Re: Corpora: a program needed

From: sebhoff@es.unizh.ch
Date: Thu May 30 2002 - 10:55:05 MET DST

  • Next message: Sampo Nevalainen: "Re: Corpora: a program needed"

    Hi,

    Maybe I am missing something important here but couldn't be a good idea
    to 'chomp' the lines before splitting them so that not words at the end
    of lines are counted as separate words just because they have a end of
    line character at the end?

    Regards

    Klas Prytz
    Institutionen för lingvistik
    Uppsala universitet

    Yes - indeed. I had forgotten about that.

    There are further problems with the script:

    - It doesn't distinguish between lower and upper case.
    This could easily be remedied by adding "$line=lc($line);"

    - What happens to punctuation?
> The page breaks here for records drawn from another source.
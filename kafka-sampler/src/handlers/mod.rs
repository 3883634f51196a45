pub mod messages;
pub mod partitions;

pub use messages::{list_messages_sse, list_messages_ws};
pub use partitions::get_partitions;
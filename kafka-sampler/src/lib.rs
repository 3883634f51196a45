pub mod app;
pub mod config;
pub mod error;
pub mod fetcher;
pub mod filter;
pub mod handlers;
pub mod kafka;
pub mod message;
pub mod metrics;
pub mod orchestrator;
pub mod planner;
pub mod progress;
pub mod types;

pub use app::{create_router, AppState};
pub use config::Config;
pub use orchestrator::ListMessagesService;
use std::sync::Arc;

use anyhow::Context;
use axum::{routing::get, Router};
use envconfig::Envconfig;
use tokio::signal;
use tracing::level_filters::LevelFilter;
use tracing_subscriber::EnvFilter;

use kafka_sampler::app::{create_router, AppState};
use kafka_sampler::config::Config;
use kafka_sampler::kafka::RdKafkaClient;
use kafka_sampler::metrics::{register_metrics, setup_metrics_recorder};
use kafka_sampler::orchestrator::ListMessagesService;

async fn shutdown() {
    let mut term = signal::unix::signal(signal::unix::SignalKind::terminate())
        .expect("failed to register SIGTERM handler");

    let mut interrupt = signal::unix::signal(signal::unix::SignalKind::interrupt())
        .expect("failed to register SIGINT handler");

    tokio::select! {
        _ = term.recv() => {},
        _ = interrupt.recv() => {},
    };

    tracing::info!("Shutting down gracefully...");
}

#[tokio::main]
async fn main() -> anyhow::Result<()> {
    tracing_subscriber::fmt()
        .with_env_filter(
            EnvFilter::builder()
                .with_default_directive(LevelFilter::INFO.into())
                .from_env_lossy(),
        )
        .init();

    let config = Config::init_from_env().context("failed to load configuration from env")?;

    let client = RdKafkaClient::new(config.kafka.clone()).context("failed to create Kafka client")?;
    let service = ListMessagesService::new(Arc::new(client), config.list_messages_settings());

    let state = AppState {
        service,
        event_buffer: config.event_channel_capacity,
        version: config.version.clone(),
    };

    let mut app: Router = create_router(state);
    if config.export_prometheus {
        let recorder = setup_metrics_recorder().context("failed to install metrics recorder")?;
        register_metrics();
        app = app.route(
            "/metrics",
            get(move || std::future::ready(recorder.render())),
        );
    }

    let bind = config.bind();
    let listener = tokio::net::TcpListener::bind(&bind)
        .await
        .with_context(|| format!("failed to bind {bind}"))?;
    tracing::info!("Listening on {}", bind);

    axum::serve(listener, app)
        .with_graceful_shutdown(shutdown())
        .await
        .context("server error")?;

    Ok(())
}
Usually, there is no space between the actual
    word and punctuation markers, so in the sentence "Something is missing.", there
    would be a new type "missing." which isn't the same as "missing" in the middle
    of a sentence...
    If you add "$line=~s/[,.;:-!?]//g;" this would be taken care of - but no
    difference is being made between sentence boundaries and abbreviations.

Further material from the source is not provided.